La enorme herida de desolada ceniza que ha dejado el mayor incendio del año en España, y tal vez incluso el más grande del que haya rastro estadístico, impresiona a la vez que desconcierta. La inmensidad de las 31.500 hectáreas calcinadas, según la estimación de la Junta Castilla y León, a partir del estallido del pasado domingo en el municipio zamorano de Molezuelas de la Carballeda no se extiende de forma uniforme como un monocorde manto negro. La vertiente norte del siniestro, ya en la comarca leonesa de La Bañeza, está salpicada de pequeños oasis, que ganan tamaño en esos pueblos, como Castrocalbón, en los que brota el orgullo vecinal por haberse sobrepuesto al fuego y a la inacción de la Junta.
Pero ese caótico rastro de las llamas también contiene el testimonio de la propia descontrolada virulencia y alta peligrosidad de la masa ardiente, en unos tiempos en los que ni el dispositivo de extinción mejor dotado es capaz de dominarla todo el tiempo.
La gran rapidez de la propagación fue un factor ambivalente: las llamas pasaron de largo por algunas zonas
Esas 31.500 hectáreas superan a las 29.867 del incendio registrado en Sevilla y Huelva en 2004 y quizá a los dos de la zamorana Sierra de la Culebra de 2022, cuya extensión conjunta se llegó a cifrar en 66.000 hectáreas si bien después el total se rebajó.

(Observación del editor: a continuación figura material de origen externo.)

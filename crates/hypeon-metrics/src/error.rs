use thiserror::Error;

use hypeon_core::Platform;

/// The scoring pipeline is total almost everywhere: missing data and
/// malformed rows degrade to empty mappings and skipped rows. The variants
/// here cover the few operations with a genuine precondition.
#[derive(Debug, Error)]
pub enum MetricsError {
    #[error("product-level growth requires a niche filter")]
    MissingNicheFilter,

    #[error("platform {0} has no product-level growth variant")]
    UnsupportedPlatform(Platform),
}
//! Text- and rating-derived sentiment signals. All sub-scores live in
//! [-1, 1] with 0 as neutral.

use std::collections::BTreeMap;

use hypeon_core::{Dataset, NicheKey, Row};

use crate::extract::{grouped_mean, ColumnSpec};
use crate::normalize::mean;
use crate::scorer::polarity;
use crate::types::{Extraction, NicheScores};

const AMAZON_SPEC: ColumnSpec = ColumnSpec {
    required: &["rating"],
    any_of: &[],
};

const TIKTOK_SPEC: ColumnSpec = ColumnSpec {
    required: &[],
    any_of: &["description", "caption_clean"],
};

/// Amazon rating sentiment: per-niche mean star rating mapped through
/// `(mean - 3) / 2`, so 3 stars is neutral. Missing ratings count as 3.0.
#[must_use]
pub fn amazon_rating_sentiment(dataset: &Dataset) -> Extraction {
    if !AMAZON_SPEC.usable(dataset, "amazon_rating_sentiment") {
        return Extraction::empty();
    }

    let mut extraction = grouped_mean(dataset, |row| Some(row.number("rating").unwrap_or(3.0)));
    for value in extraction.scores.values_mut() {
        *value = ((*value - 3.0) / 2.0).clamp(-1.0, 1.0);
    }
    extraction
}

/// TikTok caption sentiment: lexicon polarity over the `description`
/// column, falling back to the legacy `caption_clean` name. Rows without
/// usable text are skipped and counted.
#[must_use]
pub fn tiktok_text_sentiment(dataset: &Dataset) -> Extraction {
    if !TIKTOK_SPEC.usable(dataset, "tiktok_text_sentiment") {
        return Extraction::empty();
    }

    // Newer collection runs renamed caption_clean to description; honor
    // both, preferring the newer name.
    grouped_mean(dataset, |row| {
        row.text("description")
            .or_else(|| row.text("caption_clean"))
            .map(polarity)
    })
}

/// Reddit sentiment: lexicon polarity over post titles and bodies plus the
/// comments dataset's `comment_text`, averaged per niche over every scored
/// text. A post contributes one sample per text field it carries.
#[must_use]
pub fn reddit_text_sentiment(posts: &Dataset, comments: &Dataset) -> Extraction {
    let mut samples: BTreeMap<NicheKey, Vec<f64>> = BTreeMap::new();
    let mut skipped = 0usize;

    let mut collect = |dataset: &Dataset, row: &Row, columns: &[&str]| {
        let niche = dataset.niche_of(row);
        if niche.is_empty() {
            return;
        }
        let texts: Vec<&str> = columns.iter().filter_map(|c| row.text(c)).collect();
        if texts.is_empty() {
            skipped += 1;
            return;
        }
        let entry = samples.entry(niche).or_default();
        for text in texts {
            entry.push(polarity(text));
        }
    };

    for row in posts.rows() {
        collect(posts, row, &["title", "post_body"]);
    }
    for row in comments.rows() {
        collect(comments, row, &["comment_text"]);
    }

    let scores: NicheScores = samples
        .into_iter()
        .map(|(niche, values)| (niche, mean(&values)))
        .collect();

    Extraction {
        scores,
        skipped_rows: skipped,
    }
}
//! Product-level growth: per-product commerce scores blended with a
//! niche-level social enrichment scalar.
//!
//! This is a different metric from the niche-level growth rate, not a
//! refinement of it: commerce dominates (0.8) and the social signal enters
//! as one shared scalar per niche rather than per-platform sub-scores.

use hypeon_core::{Dataset, DatasetSnapshot, NicheKey, Platform, Row, ENRICHMENT_WEIGHTS};

use crate::error::MetricsError;
use crate::extract::commerce::{is_in_stock, max_reviews};
use crate::extract::social::total_engagement;
use crate::normalize::{log_scaled, mean};
use crate::types::ProductGrowthRecord;

const COMMERCE_WEIGHT: f64 = 0.8;
const ENRICHMENT_WEIGHT: f64 = 0.2;

/// Result cap: only the strongest products are worth returning.
const MAX_RECORDS: usize = 100;

/// Saturation midpoint shared with the growth extractor.
const DISCUSSION_MIDPOINT: f64 = 100.0;

/// Keeps a dataset's rows for `niche` when it has a niche column; datasets
/// without one cannot be narrowed and are used whole.
fn filter_by_niche<'a>(dataset: &'a Dataset, niche: &NicheKey) -> Vec<&'a Row> {
    if dataset.has_column("niche") {
        dataset
            .rows()
            .iter()
            .filter(|row| dataset.niche_of(row) == *niche)
            .collect()
    } else {
        dataset.rows().iter().collect()
    }
}

/// Computes the social enrichment scalar for one niche in [0, 1].
///
/// Blends TikTok log-scaled total engagement (0.7) with Reddit discussion
/// saturation (0.3), renormalized over whichever of the two sources is
/// non-empty. Both sources dark yields 0.
#[must_use]
pub fn social_enrichment(snapshot: &DatasetSnapshot, niche: &NicheKey) -> f64 {
    let mut weighted_sum = 0.0;
    let mut weight_total = 0.0;
    let mut add = |platform: Platform, score: f64| {
        if let Some((_, weight)) = ENRICHMENT_WEIGHTS.iter().find(|(p, _)| *p == platform) {
            weighted_sum += weight * score;
            weight_total += weight;
        }
    };

    let tiktok_rows = filter_by_niche(&snapshot.tiktok, niche);
    if !tiktok_rows.is_empty() {
        let totals: Vec<f64> = tiktok_rows.iter().map(|row| total_engagement(row)).collect();
        let max = totals.iter().copied().fold(0.0_f64, f64::max);
        if max > 0.0 {
            let scaled: Vec<f64> = totals.iter().map(|t| log_scaled(*t, max)).collect();
            add(Platform::Tiktok, mean(&scaled));
        }
    }

    let post_count = filter_by_niche(&snapshot.reddit_posts, niche).len();
    let comment_count = snapshot.reddit_comments.len();
    #[allow(clippy::cast_precision_loss)]
    let volume = (post_count + comment_count) as f64;
    if volume > 0.0 {
        add(Platform::Reddit, volume / (volume + DISCUSSION_MIDPOINT));
    }

    if weight_total > 0.0 {
        weighted_sum / weight_total
    } else {
        0.0
    }
}

/// Per-row commerce score for the Amazon dataset: log-scaled review count
/// against the dataset max, or the rating-derived fallback.
fn amazon_commerce_score(row: &Row, max_reviews: Option<f64>, has_rating: bool) -> f64 {
    if let Some(max) = max_reviews {
        return log_scaled(row.number("reviews_count").unwrap_or(0.0), max);
    }
    if has_rating {
        let rating = row.number("rating").unwrap_or(3.0);
        return ((rating - 3.0) / 2.0).clamp(0.0, 1.0);
    }
    0.0
}

/// Synthesizes a stable product id: explicit `product_id`, then `sku`,
/// then `asin`, then `title`, then the row index. Every record must be
/// addressable even when the collector dropped identifier columns.
fn product_id_of(row: &Row, index: usize) -> String {
    row.identifier("product_id")
        .or_else(|| row.identifier("sku"))
        .or_else(|| row.identifier("asin"))
        .or_else(|| row.identifier("title"))
        .unwrap_or_else(|| index.to_string())
}

/// Computes per-product growth for one commerce platform, scoped to one
/// niche: `0.8 * commerce + 0.2 * social_enrichment`, sorted descending
/// and capped at 100 records.
///
/// The niche drives the enrichment scalar only; product rows are not
/// filtered by it, since commerce collectors run one niche per batch.
///
/// # Errors
///
/// - [`MetricsError::MissingNicheFilter`] when `niche` is empty — there is
///   no sane default, and a partial result would be misleading.
/// - [`MetricsError::UnsupportedPlatform`] for non-commerce platforms.
pub fn product_growth(
    snapshot: &DatasetSnapshot,
    platform: Platform,
    niche: &NicheKey,
) -> Result<Vec<ProductGrowthRecord>, MetricsError> {
    if niche.is_empty() {
        return Err(MetricsError::MissingNicheFilter);
    }

    let dataset = match platform {
        Platform::Shopify => &snapshot.shopify,
        Platform::Amazon => &snapshot.amazon,
        Platform::Tiktok | Platform::Reddit => {
            return Err(MetricsError::UnsupportedPlatform(platform))
        }
    };

    if dataset.is_empty() {
        return Ok(Vec::new());
    }
    if platform == Platform::Shopify && !dataset.has_column("stock_status") {
        tracing::warn!("shopify dataset lacks stock_status; no product growth available");
        return Ok(Vec::new());
    }

    let enrichment = social_enrichment(snapshot, niche);

    let reviews_max = max_reviews(dataset);
    let has_rating = dataset.has_column("rating");

    let mut records: Vec<ProductGrowthRecord> = dataset
        .rows()
        .iter()
        .enumerate()
        .map(|(index, row)| {
            let commerce_score = match platform {
                Platform::Shopify => {
                    if is_in_stock(row) {
                        1.0
                    } else {
                        0.0
                    }
                }
                _ => amazon_commerce_score(row, reviews_max, has_rating),
            };
            let product_id = product_id_of(row, index);
            let title = row
                .identifier("title")
                .unwrap_or_else(|| product_id.clone());
            ProductGrowthRecord {
                product_id,
                title,
                commerce_score,
                social_enrichment: enrichment,
                growth_rate: COMMERCE_WEIGHT
                    .mul_add(commerce_score, ENRICHMENT_WEIGHT * enrichment),
            }
        })
        .collect();

    records.sort_by(|a, b| {
        b.growth_rate
            .partial_cmp(&a.growth_rate)
            .unwrap_or(std::cmp::Ordering::Equal)
    });
    records.truncate(MAX_RECORDS);

    Ok(records)
}

#[cfg(test)]
mod tests {
    use super::*;
    use serde_json::json;

    fn dataset(records: serde_json::Value) -> Dataset {
        Dataset::from_records(records).unwrap()
    }

    fn carpet() -> NicheKey {
        NicheKey::normalize("carpet")
    }

    #[test]
    fn empty_niche_is_rejected_without_partial_result() {
        let snapshot = DatasetSnapshot {
            shopify: dataset(json!([{"stock_status": "in stock"}])),
            ..DatasetSnapshot::default()
        };
        let err = product_growth(&snapshot, Platform::Shopify, &NicheKey::normalize("  "))
            .unwrap_err();
        assert!(matches!(err, MetricsError::MissingNicheFilter));
    }

    #[test]
    fn social_platforms_are_unsupported() {
        let err = product_growth(&DatasetSnapshot::default(), Platform::Tiktok, &carpet())
            .unwrap_err();
        assert!(matches!(err, MetricsError::UnsupportedPlatform(Platform::Tiktok)));
    }

    #[test]
    fn empty_dataset_yields_empty_records() {
        let records =
            product_growth(&DatasetSnapshot::default(), Platform::Shopify, &carpet()).unwrap();
        assert!(records.is_empty());
    }

    #[test]
    fn shopify_without_stock_status_yields_empty_records() {
        let snapshot = DatasetSnapshot {
            shopify: dataset(json!([{"title": "rug"}])),
            ..DatasetSnapshot::default()
        };
        let records = product_growth(&snapshot, Platform::Shopify, &carpet()).unwrap();
        assert!(records.is_empty());
    }

    #[test]
    fn shopify_growth_is_commerce_dominated() {
        let snapshot = DatasetSnapshot {
            shopify: dataset(json!([
                {"product_id": "p1", "title": "Rug A", "stock_status": "in stock"},
                {"product_id": "p2", "title": "Rug B", "stock_status": "sold out"}
            ])),
            ..DatasetSnapshot::default()
        };
        let records = product_growth(&snapshot, Platform::Shopify, &carpet()).unwrap();
        assert_eq!(records.len(), 2);
        // No social sources: enrichment 0, growth is 0.8 * commerce.
        assert_eq!(records[0].product_id, "p1");
        assert!((records[0].growth_rate - 0.8).abs() < 1e-12);
        assert_eq!(records[1].growth_rate, 0.0);
    }

    #[test]
    fn enrichment_blends_tiktok_and_reddit() {
        let snapshot = DatasetSnapshot {
            tiktok: dataset(json!([
                {"niche": "carpet", "views": 900, "likes": 80, "comments": 15, "shares": 5}
            ])),
            reddit_posts: dataset(json!([{"niche": "carpet", "title": "carpet talk"}])),
            ..DatasetSnapshot::default()
        };
        let enrichment = social_enrichment(&snapshot, &carpet());
        let expected = 0.7f64.mul_add(1.0, 0.3 * (1.0 / 101.0));
        assert!((enrichment - expected).abs() < 1e-12);
    }

    #[test]
    fn enrichment_renormalizes_when_tiktok_is_dark() {
        let snapshot = DatasetSnapshot {
            reddit_posts: dataset(json!([{"niche": "carpet", "title": "carpet talk"}])),
            ..DatasetSnapshot::default()
        };
        let enrichment = social_enrichment(&snapshot, &carpet());
        // Reddit alone carries full weight after renormalization.
        assert!((enrichment - 1.0 / 101.0).abs() < 1e-12);
    }

    #[test]
    fn enrichment_ignores_other_niches_when_column_present() {
        let snapshot = DatasetSnapshot {
            tiktok: dataset(json!([
                {"niche": "curtain", "views": 900, "likes": 80, "comments": 15, "shares": 5}
            ])),
            ..DatasetSnapshot::default()
        };
        assert_eq!(social_enrichment(&snapshot, &carpet()), 0.0);
    }

    #[test]
    fn enrichment_is_zero_when_both_sources_dark() {
        assert_eq!(social_enrichment(&DatasetSnapshot::default(), &carpet()), 0.0);
    }

    #[test]
    fn amazon_uses_review_counts_with_rating_fallback() {
        let snapshot = DatasetSnapshot {
            amazon: dataset(json!([
                {"asin": "B001", "title": "Lamp", "reviews_count": 500},
                {"asin": "B002", "title": "Stand", "reviews_count": 5}
            ])),
            ..DatasetSnapshot::default()
        };
        let records = product_growth(&snapshot, Platform::Amazon, &carpet()).unwrap();
        assert_eq!(records[0].product_id, "B001");
        assert!((records[0].commerce_score - 1.0).abs() < 1e-12);
        assert!(records[1].commerce_score < 1.0);
    }

    #[test]
    fn amazon_rating_only_dataset_uses_fallback() {
        let snapshot = DatasetSnapshot {
            amazon: dataset(json!([{"asin": "B001", "title": "Lamp", "rating": 5.0}])),
            ..DatasetSnapshot::default()
        };
        let records = product_growth(&snapshot, Platform::Amazon, &carpet()).unwrap();
        assert!((records[0].commerce_score - 1.0).abs() < 1e-12);
    }

    #[test]
    fn product_id_fallback_chain() {
        let snapshot = DatasetSnapshot {
            shopify: dataset(json!([
                {"stock_status": "in stock", "sku": "SKU-9"},
                {"stock_status": "in stock", "title": "Untagged Rug"},
                {"stock_status": "in stock"}
            ])),
            ..DatasetSnapshot::default()
        };
        let records = product_growth(&snapshot, Platform::Shopify, &carpet()).unwrap();
        let ids: Vec<&str> = records.iter().map(|r| r.product_id.as_str()).collect();
        assert!(ids.contains(&"SKU-9"));
        assert!(ids.contains(&"Untagged Rug"));
        assert!(ids.contains(&"2"));
        // Title falls back to the synthesized id.
        let anonymous = records.iter().find(|r| r.product_id == "2").unwrap();
        assert_eq!(anonymous.title, "2");
    }

    #[test]
    fn records_are_sorted_descending_and_capped() {
        let mut rows = Vec::new();
        for i in 0..150 {
            let status = if i % 2 == 0 { "in stock" } else { "sold out" };
            rows.push(json!({"product_id": format!("p{i}"), "stock_status": status}));
        }
        let snapshot = DatasetSnapshot {
            shopify: dataset(json!(rows)),
            ..DatasetSnapshot::default()
        };
        let records = product_growth(&snapshot, Platform::Shopify, &carpet()).unwrap();
        assert_eq!(records.len(), 100);
        for pair in records.windows(2) {
            assert!(pair[0].growth_rate >= pair[1].growth_rate);
        }
    }
}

De este modo, entre Molezuelas y las inmediaciones de La Bañeza se halla la zona cero de la catástrofe de este verano trágico. No sólo por su dimensión gigantesca, sino también por la muerte de dos de las tres víctimas del 2005, por fortuna, lejos del macabro registro de los once fallecidos en el fuego de Guadalajara en 2005, el más letal de lo que va de siglo en España.
Mientras la Junta trataba de por fin dar por controlado este incendio que se le fue totalmente de las manos, sobre el terreno se observaba ayer con nitidez que resulta de lo más representativo de la presente crisis. Se produjo en pleno corredor del fuego en la península ibérica, que va de Extremadura a Asturias y Galicia y discurre por la misma ruta en el lado portugués de la frontera. Aquí confluyeron todas las alertas meteorológicas de la ola de calor, con una temperatura sofocante e intensos vientos mutantes a lo largo de la semana, con la alarma sociológica. Se trata de un territorio en grave declive demográfico que, tras un abandono radical, no ha hallado la manera de reconciliarse con su entorno natural, que se rebela ahora con el fuego salvaje como temible y poderosa arma.
Curtidos en tragedias diversas como accidentes de tráfico que prefieren intentar no recordar o los tremebundos incendios de la Sierra de la Culebra, la media docena de voluntarios de la Cruz Roja que antes del amanecer de ayer se disponían a atender a los últimos vecinos alojados en el refugio de campaña del polideportivo de La Bañeza no resultan fáciles de impresionar. Aun así, a varios de ellos les impactó el testimonio de algunos de los evacuados a lo largo de una semana muy dura. Hablaban de que en el incendio que les obligó a abandonar sus casas “había bolas de fuego”.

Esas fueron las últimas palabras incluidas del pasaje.